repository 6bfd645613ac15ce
pub mod manager;
pub mod models;
pub mod config;
pub mod database;
pub mod error;
pub mod handlers;
pub mod multipart;
pub mod services;
mod common;

use anyhow::Result;
use reqwest::StatusCode;
use serde_json::json;

#[tokio::test]
async fn upload_requires_multipart_content_type() -> Result<()> {
    let server = common::ensure_server().await?;
    let client = reqwest::Client::new();

    let res = client
        .post(format!("{}/upload-file", server.base_url))
        .header("Content-Type", "application/json")
        .body("{}")
        .send()
        .await?;

    assert_eq!(res.status(), StatusCode::BAD_REQUEST);
    let body = res.json::<serde_json::Value>().await?;
    assert_eq!(body["error"], "Требуется multipart/form-data");
    Ok(())
}

#[tokio::test]
async fn upload_requires_boundary() -> Result<()> {
    let server = common::ensure_server().await?;
    let client = reqwest::Client::new();

    let res = client
        .post(format!("{}/upload-file", server.base_url))
        .header("Content-Type", "multipart/form-data")
        .body("irrelevant")
        .send()
        .await?;

    assert_eq!(res.status(), StatusCode::BAD_REQUEST);
    let body = res.json::<serde_json::Value>().await?;
    assert_eq!(body["error"], "Отсутствует boundary");
    Ok(())
}

#[tokio::test]
async fn upload_requires_file_and_folder_fields() -> Result<()> {
    let server = common::ensure_server().await?;
    let client = reqwest::Client::new();

    // A file part without the folder_id field
    let form = reqwest::multipart::Form::new().part(
        "file",
        reqwest::multipart::Part::bytes(vec![1u8, 2, 3]).file_name("data.bin"),
    );

    let res = client
        .post(format!("{}/upload-file", server.base_url))
        .multipart(form)
        .send()
        .await?;

    assert_eq!(res.status(), StatusCode::BAD_REQUEST);
    let body = res.json::<serde_json::Value>().await?;
    assert_eq!(body["error"], "Отсутствует file, folder_id или filename");
    Ok(())
}

#[tokio::test]
async fn upload_rejects_text_only_form() -> Result<()> {
    let server = common::ensure_server().await?;
    let client = reqwest::Client::new();

    let form = reqwest::multipart::Form::new().text("folder_id", "42");

    let res = client
        .post(format!("{}/upload-file", server.base_url))
        .multipart(form)
        .send()
        .await?;

    assert_eq!(res.status(), StatusCode::BAD_REQUEST);
    Ok(())
}

#[tokio::test]
async fn folders_get_requires_user_id() -> Result<()> {
    let server = common::ensure_server().await?;
    let client = reqwest::Client::new();

    let res = client
        .get(format!("{}/storage/folders", server.base_url))
        .send()
        .await?;

    assert_eq!(res.status(), StatusCode::BAD_REQUEST);
    let body = res.json::<serde_json::Value>().await?;
    assert_eq!(body["error"], "user_id обязателен");
    Ok(())
}

#[tokio::test]
async fn folders_post_rejects_unknown_action() -> Result<()> {
    let server = common::ensure_server().await?;
    let client = reqwest::Client::new();

    let res = client
        .post(format!("{}/storage/folders", server.base_url))
        .json(&json!({ "action": "rename", "folder_id": 1 }))
        .send()
        .await?;

    assert_eq!(res.status(), StatusCode::BAD_REQUEST);
    let body = res.json::<serde_json::Value>().await?;
    assert_eq!(body["error"], "Неизвестное действие");
    Ok(())
}

#[tokio::test]
async fn folders_create_requires_name() -> Result<()> {
    let server = common::ensure_server().await?;
    let client = reqwest::Client::new();

    let res = client
        .post(format!("{}/storage/folders", server.base_url))
        .json(&json!({ "action": "create", "user_id": 7, "folder_name": "   " }))
        .send()
        .await?;

    assert_eq!(res.status(), StatusCode::BAD_REQUEST);
    Ok(())
}
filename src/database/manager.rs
use sqlx::{postgres::PgPoolOptions, PgPool};
use std::time::Duration;
use thiserror::Error;
use tokio::sync::OnceCell;
use tracing::info;

use crate::config::config;

/// Errors from DatabaseManager
#[derive(Debug, Error)]
pub enum DatabaseError {
    #[error("Missing configuration: {0}")]
    ConfigMissing(&'static str),

    #[error(transparent)]
    Sqlx(#[from] sqlx::Error),

    #[error(transparent)]
    Migration(#[from] sqlx::migrate::MigrateError),
}

static POOL: OnceCell<PgPool> = OnceCell::const_new();

/// Process-wide connection pool for the shared admin schema.
///
/// Every request handler works against the same Postgres database; the pool
/// is created lazily on first use so the server can start (and report a
/// degraded health status) without connectivity.
pub struct DatabaseManager;

impl DatabaseManager {
    /// Get the shared pool, creating it on first call
    pub async fn pool() -> Result<PgPool, DatabaseError> {
        let pool = POOL
            .get_or_try_init(|| async {
                let database_url = std::env::var("DATABASE_URL")
                    .map_err(|_| DatabaseError::ConfigMissing("DATABASE_URL"))?;

                let db = &config().database;
                let pool = PgPoolOptions::new()
                    .max_connections(db.max_connections)
                    .acquire_timeout(Duration::from_secs(db.connection_timeout_secs))
                    .connect(&database_url)
                    .await?;

                info!("Created database pool");
                Ok::<_, DatabaseError>(pool)
            })
            .await?;

        Ok(pool.clone())
    }

    /// Pings the pool to ensure connectivity
    pub async fn health_check() -> Result<(), DatabaseError> {
        let pool = Self::pool().await?;
        sqlx::query("SELECT 1").execute(&pool).await?;
        Ok(())
    }

    /// Apply pending migrations from ./migrations
    pub async fn run_migrations() -> Result<(), DatabaseError> {
        let pool = Self::pool().await?;
        sqlx::migrate!("./migrations").run(&pool).await?;
        info!("Database migrations up to date");
        Ok(())
    }
}
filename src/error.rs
// HTTP API Error Types
use axum::{http::StatusCode, response::IntoResponse, Json};
use serde_json::{json, Value};

use crate::database::manager::DatabaseError;
use crate::services::points_service::PointsError;
use crate::services::storage_service::StorageError;

/// HTTP API error with appropriate status codes and client-friendly messages.
/// The wire shape is the flat `{"error": "..."}` envelope the admin frontend
/// expects; user-facing domain messages stay in Russian.
#[derive(Debug)]
pub enum ApiError {
    // 400 Bad Request
    BadRequest(String),

    // 404 Not Found
    NotFound(String),

    // 409 Conflict
    Conflict(String),

    // 413 Payload Too Large
    PayloadTooLarge(String),

    // 500 Internal Server Error
    InternalServerError(String),

    // 503 Service Unavailable
    ServiceUnavailable(String),
}

impl ApiError {
    /// Get HTTP status code
    pub fn status_code(&self) -> u16 {
        match self {
            ApiError::BadRequest(_) => 400,
            ApiError::NotFound(_) => 404,
            ApiError::Conflict(_) => 409,
            ApiError::PayloadTooLarge(_) => 413,
            ApiError::InternalServerError(_) => 500,
            ApiError::ServiceUnavailable(_) => 503,
        }
    }

    /// Get client-safe error message
    pub fn message(&self) -> &str {
        match self {
            ApiError::BadRequest(msg)
            | ApiError::NotFound(msg)
            | ApiError::Conflict(msg)
            | ApiError::PayloadTooLarge(msg)
            | ApiError::InternalServerError(msg)
            | ApiError::ServiceUnavailable(msg) => msg,
        }
    }

    /// Convert to JSON response body
    pub fn to_json(&self) -> Value {
        json!({ "error": self.message() })
    }
}

// Static constructor methods
impl ApiError {
    pub fn bad_request(message: impl Into<String>) -> Self {
        ApiError::BadRequest(message.into())
    }

    pub fn not_found(message: impl Into<String>) -> Self {
        ApiError::NotFound(message.into())
    }

    pub fn conflict(message: impl Into<String>) -> Self {
        ApiError::Conflict(message.into())
    }

    pub fn payload_too_large(message: impl Into<String>) -> Self {
        ApiError::PayloadTooLarge(message.into())
    }

    pub fn internal_server_error(message: impl Into<String>) -> Self {
        ApiError::InternalServerError(message.into())
    }

    pub fn service_unavailable(message: impl Into<String>) -> Self {
        ApiError::ServiceUnavailable(message.into())
    }
}

// Convert other error types to ApiError
impl From<DatabaseError> for ApiError {
    fn from(err: DatabaseError) -> Self {
        match err {
            DatabaseError::ConfigMissing(_) => {
                tracing::error!("Database configuration error: {}", err);
                ApiError::service_unavailable("База данных недоступна")
            }
            DatabaseError::Sqlx(e) => {
                // Log the real error but return a generic message
                tracing::error!("SQLx error: {}", e);
                ApiError::internal_server_error("Ошибка базы данных")
            }
            DatabaseError::Migration(e) => {
                tracing::error!("Migration error: {}", e);
                ApiError::service_unavailable("Сервис обновляется, повторите попытку позже")
            }
        }
    }
}

impl From<PointsError> for ApiError {
    fn from(err: PointsError) -> Self {
        match err {
            PointsError::InsufficientBalance => ApiError::bad_request("Недостаточно баллов"),
            PointsError::Database(e) => e.into(),
            PointsError::Sqlx(e) => {
                tracing::error!("Points ledger query error: {}", e);
                ApiError::internal_server_error("Ошибка базы данных")
            }
        }
    }
}

impl From<StorageError> for ApiError {
    fn from(err: StorageError) -> Self {
        match err {
            StorageError::FolderNotFound => ApiError::not_found("Папка не найдена"),
            StorageError::DuplicateFolder => {
                ApiError::conflict("Папка с таким именем уже существует")
            }
            StorageError::FileTooLarge(_) => {
                ApiError::payload_too_large("Файл превышает допустимый размер")
            }
            StorageError::Database(e) => e.into(),
            StorageError::Sqlx(e) => {
                tracing::error!("Storage query error: {}", e);
                ApiError::internal_server_error("Ошибка базы данных")
            }
        }
    }
}

// Standard error trait implementations
impl std::fmt::Display for ApiError {
    fn fmt(&self, f: &mut std::fmt::Formatter<'_>) -> std::fmt::Result {
        write!(f, "{}", self.message())
    }
}

impl std::error::Error for ApiError {}

// Automatic HTTP response conversion for Axum
impl IntoResponse for ApiError {
    fn into_response(self) -> axum::response::Response {
        let status =
            StatusCode::from_u16(self.status_code()).unwrap_or(StatusCode::INTERNAL_SERVER_ERROR);
        (status, Json(self.to_json())).into_response()
    }
}

#[cfg(test)]
mod tests {
    use super::*;

    #[test]
    fn insufficient_balance_maps_to_400_with_domain_message() {
        let err: ApiError = PointsError::InsufficientBalance.into();
        assert_eq!(err.status_code(), 400);
        assert_eq!(err.to_json(), json!({ "error": "Недостаточно баллов" }));
    }

    #[test]
    fn storage_errors_map_to_expected_statuses() {
        let not_found: ApiError = StorageError::FolderNotFound.into();
        assert_eq!(not_found.status_code(), 404);

        let conflict: ApiError = StorageError::DuplicateFolder.into();
        assert_eq!(conflict.status_code(), 409);

        let too_large: ApiError = StorageError::FileTooLarge(100 * 1024 * 1024).into();
        assert_eq!(too_large.status_code(), 413);
    }
}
+ + + + +
# Exercise:
Please go through the listing and return each line that has "messages" in it.

# Expected answer:
/// HTTP API error with appropriate status codes and client-friendly messages.
/// expects; user-facing domain messages stay in Russian.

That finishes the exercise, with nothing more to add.